Gather all lines in the records below that include the word "label".

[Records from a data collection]

☆ ☆ ☆

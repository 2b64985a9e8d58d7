//! Domain models: quiz items from the sheet, per-user progress, merged rows,
//! selection policies and the question handed to a session.

use serde::{de, Deserialize, Deserializer, Serialize};

/// Build the stable item id used as the progress key.
pub fn item_id(prompt: &str, word: &str) -> String {
  format!("{}::{}", prompt, word)
}

/// One row of the source sheet, validated at load time.
#[derive(Clone, Debug, PartialEq, Eq, Serialize)]
pub struct QuizItem {
  pub id: String,
  pub prompt: String,
  pub word: String,        // the correct answer
  pub explanation: String, // shown after answering
  pub lesson: String,
}

impl QuizItem {
  pub fn new(
    prompt: impl Into<String>,
    word: impl Into<String>,
    explanation: impl Into<String>,
    lesson: impl Into<String>,
  ) -> Self {
    let prompt = prompt.into();
    let word = word.into();
    Self {
      id: item_id(&prompt, &word),
      prompt,
      word,
      explanation: explanation.into(),
      lesson: lesson.into(),
    }
  }
}

/// Has the user ever answered this item?
#[derive(Clone, Copy, Debug, Default, PartialEq, Eq, Serialize, Deserialize)]
pub enum ProgressStatus {
  #[default]
  #[serde(rename = "not started yet", alias = "not_started")]
  NotStarted,
  #[serde(rename = "done")]
  Done,
}

/// Per (user, item) counters. Field names follow the progress file layout.
#[derive(Clone, Copy, Debug, Default, PartialEq, Eq, Serialize, Deserialize)]
pub struct Progress {
  #[serde(rename = "Status", default)]
  pub status: ProgressStatus,
  #[serde(rename = "Richtig Count", default, deserialize_with = "lenient_count")]
  pub correct_count: u32,
  #[serde(rename = "False Count", default, deserialize_with = "lenient_count")]
  pub wrong_count: u32,
}

/// Accept counters written as integers, floats (`1.0`) or numeric strings
/// (`"1"`). Fractions truncate, negatives clamp to zero.
fn lenient_count<'de, D: Deserializer<'de>>(d: D) -> Result<u32, D::Error> {
  #[derive(Deserialize)]
  #[serde(untagged)]
  enum Raw {
    Int(i64),
    Float(f64),
    Text(String),
  }

  fn clamp(n: f64) -> Option<u32> {
    // `as` saturates; NaN maps to 0.
    n.is_finite().then(|| n.max(0.0) as u32)
  }

  let n = match Raw::deserialize(d)? {
    Raw::Int(n) => Some(u32::try_from(n.max(0)).unwrap_or(u32::MAX)),
    Raw::Float(f) => clamp(f),
    Raw::Text(s) => s.trim().parse::<f64>().ok().and_then(clamp),
  };
  n.ok_or_else(|| de::Error::custom("expected a numeric count"))
}

impl Progress {
  /// Apply one answer: bump exactly one counter, mark the item done.
  pub fn record(&mut self, correct: bool) {
    if correct {
      self.correct_count = self.correct_count.saturating_add(1);
    } else {
      self.wrong_count = self.wrong_count.saturating_add(1);
    }
    self.status = ProgressStatus::Done;
  }
}

/// A quiz item joined with its user's progress. Never persisted.
#[derive(Clone, Debug, PartialEq, Eq)]
pub struct MergedItem {
  pub item: QuizItem,
  pub progress: Progress,
}

/// Which subset of items is eligible for the next question.
#[derive(Clone, Copy, Debug, Default, PartialEq, Eq, Serialize, Deserialize)]
#[serde(rename_all = "snake_case")]
pub enum Policy {
  #[default]
  Random,
  #[serde(alias = "not_started_yet")]
  NotStarted,
  #[serde(alias = "false_count")]
  WrongOnly,
  ByLesson,
}

/// Exact-match lesson filter; "All" (or nothing) disables it.
#[derive(Clone, Debug, Default, PartialEq, Eq)]
pub enum LessonFilter {
  #[default]
  All,
  Only(String),
}

impl LessonFilter {
  pub const ALL: &'static str = "All";

  pub fn parse(raw: Option<&str>) -> Self {
    match raw.map(str::trim) {
      None | Some("") => LessonFilter::All,
      Some(s) if s == Self::ALL => LessonFilter::All,
      Some(s) => LessonFilter::Only(s.to_string()),
    }
  }

  pub fn matches(&self, lesson: &str) -> bool {
    match self {
      LessonFilter::All => true,
      LessonFilter::Only(want) => want == lesson,
    }
  }

  pub fn label(&self) -> &str {
    match self {
      LessonFilter::All => Self::ALL,
      LessonFilter::Only(s) => s,
    }
  }
}

/// The active multiple-choice question of a session.
#[derive(Clone, Debug, PartialEq, Eq)]
pub struct Question {
  pub item_id: String,
  pub prompt: String,
  pub correct_word: String,
  pub explanation: String,
  pub lesson: String,
  pub choices: Vec<String>,
}

#[cfg(test)]
mod tests {
  use super::*;

  #[test]
  fn item_id_joins_prompt_and_word() {
    let item = QuizItem::new("Ich ___ nach Hause.", "gehen", "Ich gehe nach Hause.", "L1");
    assert_eq!(item.id, "Ich ___ nach Hause.::gehen");
  }

  #[test]
  fn record_bumps_one_counter_and_marks_done() {
    let mut p = Progress::default();
    assert_eq!(p.status, ProgressStatus::NotStarted);

    p.record(false);
    assert_eq!((p.correct_count, p.wrong_count), (0, 1));
    assert_eq!(p.status, ProgressStatus::Done);

    p.record(true);
    assert_eq!((p.correct_count, p.wrong_count), (1, 1));
    assert_eq!(p.status, ProgressStatus::Done);
  }

  #[test]
  fn progress_uses_file_field_names() {
    let mut p = Progress::default();
    p.record(true);
    let json = serde_json::to_value(p).unwrap();
    assert_eq!(
      json,
      serde_json::json!({ "Status": "done", "Richtig Count": 1, "False Count": 0 })
    );

    let fresh: Progress = serde_json::from_str(r#"{"Status": "not started yet"}"#).unwrap();
    assert_eq!(fresh, Progress::default());
  }

  #[test]
  fn counts_accept_floats_and_numeric_strings() {
    let p: Progress = serde_json::from_str(
      r#"{"Status": "done", "Richtig Count": 1.0, "False Count": "3"}"#,
    )
    .unwrap();
    assert_eq!((p.correct_count, p.wrong_count), (1, 3));

    let p: Progress = serde_json::from_str(r#"{"Richtig Count": " 2 ", "False Count": -4}"#).unwrap();
    assert_eq!((p.correct_count, p.wrong_count), (2, 0));

    assert!(serde_json::from_str::<Progress>(r#"{"Richtig Count": "many"}"#).is_err());
  }

  #[test]
  fn lesson_filter_treats_all_and_blank_as_no_filter() {
    assert_eq!(LessonFilter::parse(None), LessonFilter::All);
    assert_eq!(LessonFilter::parse(Some("All")), LessonFilter::All);
    assert_eq!(LessonFilter::parse(Some("  ")), LessonFilter::All);
    let l3 = LessonFilter::parse(Some("Lektion 3"));
    assert!(l3.matches("Lektion 3"));
    assert!(!l3.matches("Lektion 4"));
    assert_eq!(l3.label(), "Lektion 3");
  }

  #[test]
  fn policy_accepts_snake_case_names() {
    let p: Policy = serde_json::from_str(r#""wrong_only""#).unwrap();
    assert_eq!(p, Policy::WrongOnly);
    let p: Policy = serde_json::from_str(r#""not_started_yet""#).unwrap();
    assert_eq!(p, Policy::NotStarted);
  }
}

☆ ☆ ☆

ANSWER TO THE EXERCISE.
  pub fn label(&self) -> &str {
    assert_eq!(l3.label(), "Lektion 3");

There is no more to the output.